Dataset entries
◆ ◆ ◆ ◆ ◆

//! Remote collector: accepts posted batches from agents.

use crate::config::CollectorConfig;
use crate::error::{ServerError, ServerResult};
use crate::page::{self, PageMode};
use crate::server::{serve, ServerHandle};
use crate::store::LogStore;
use axum::extract::rejection::JsonRejection;
use axum::extract::State;
use axum::http::StatusCode;
use axum::response::Html;
use axum::routing::{get, post};
use axum::{Json, Router};
use mlwatch_core::LogRecord;
use serde::Deserialize;
use serde_json::{json, Value};
use std::sync::Arc;
use tracing::debug;

#[derive(Clone)]
struct CollectorState {
    store: Arc<LogStore>,
    page: Arc<str>,
}

/// Body of `POST /post_logs`.
#[derive(Debug, Deserialize)]
struct PostLogs {
    #[serde(default)]
    log: Option<Vec<LogRecord>>,
}

/// Builds the collector routes over `store`.
pub fn collector_router(store: Arc<LogStore>, config: &CollectorConfig) -> Router {
    let state = CollectorState {
        store,
        page: page::render(config.poll_interval, PageMode::Replace).into(),
    };
    Router::new()
        .route("/", get(index))
        .route("/post_logs", post(post_logs))
        .route("/logs", get(list_logs))
        .with_state(state)
}

async fn index(State(state): State<CollectorState>) -> Html<String> {
    Html(state.page.to_string())
}

async fn post_logs(
    State(state): State<CollectorState>,
    body: Result<Json<PostLogs>, JsonRejection>,
) -> Result<(StatusCode, Json<Value>), ServerError> {
    let Json(body) = body.map_err(|e| ServerError::InvalidRequest(e.body_text()))?;
    if let Some(batch) = body.log.filter(|b| !b.is_empty()) {
        debug!(count = batch.len(), "received batch");
        state.store.append(batch);
    }
    Ok((StatusCode::CREATED, Json(json!({ "status": "success" }))))
}

async fn list_logs(State(state): State<CollectorState>) -> Json<Vec<LogRecord>> {
    Json(state.store.all())
}

/// The remote collector server.
pub struct CollectorServer;

impl CollectorServer {
    /// Binds `config.bind_addr` and serves the collector over `store`.
    ///
    /// # Errors
    ///
    /// Returns [`ServerError::Bind`] if the address is unavailable.
    pub async fn start(config: &CollectorConfig, store: Arc<LogStore>) -> ServerResult<ServerHandle> {
        serve(collector_router(store, config), config.bind_addr, "collector").await
    }
}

◆ ◆ ◆ ◆ ◆

* _What you have to do_: Please write out the data again exactly as it stands.

* _Task solution_:
//! Remote collector: accepts posted batches from agents.

use crate::config::CollectorConfig;
use crate::error::{ServerError, ServerResult};
use crate::page::{self, PageMode};
use crate::server::{serve, ServerHandle};
use crate::store::LogStore;
use axum::extract::rejection::JsonRejection;
use axum::extract::State;
use axum::http::StatusCode;
use axum::response::Html;
use axum::routing::{get, post};
use axum::{Json, Router};
use mlwatch_core::LogRecord;
use serde::Deserialize;
use serde_json::{json, Value};
use std::sync::Arc;
use tracing::debug;

#[derive(Clone)]
struct CollectorState {
    store: Arc<LogStore>,
    page: Arc<str>,
}

/// Body of `POST /post_logs`.
#[derive(Debug, Deserialize)]
struct PostLogs {
    #[serde(default)]
    log: Option<Vec<LogRecord>>,
}

/// Builds the collector routes over `store`.
pub fn collector_router(store: Arc<LogStore>, config: &CollectorConfig) -> Router {
    let state = CollectorState {
        store,
        page: page::render(config.poll_interval, PageMode::Replace).into(),
    };
    Router::new()
        .route("/", get(index))
        .route("/post_logs", post(post_logs))
        .route("/logs", get(list_logs))
        .with_state(state)
}

async fn index(State(state): State<CollectorState>) -> Html<String> {
    Html(state.page.to_string())
}

async fn post_logs(
    State(state): State<CollectorState>,
    body: Result<Json<PostLogs>, JsonRejection>,
) -> Result<(StatusCode, Json<Value>), ServerError> {
    let Json(body) = body.map_err(|e| ServerError::InvalidRequest(e.body_text()))?;
    if let Some(batch) = body.log.filter(|b| !b.is_empty()) {
        debug!(count = batch.len(), "received batch");
        state.store.append(batch);
    }
    Ok((StatusCode::CREATED, Json(json!({ "status": "success" }))))
}

async fn list_logs(State(state): State<CollectorState>) -> Json<Vec<LogRecord>> {
    Json(state.store.all())
}

/// The remote collector server.
pub struct CollectorServer;

impl CollectorServer {
    /// Binds `config.bind_addr` and serves the collector over `store`.
    ///
    /// # Errors
    ///
    /// Returns [`ServerError::Bind`] if the address is unavailable.
    pub async fn start(config: &CollectorConfig, store: Arc<LogStore>) -> ServerResult<ServerHandle> {
        serve(collector_router(store, config), config.bind_addr, "collector").await
    }
}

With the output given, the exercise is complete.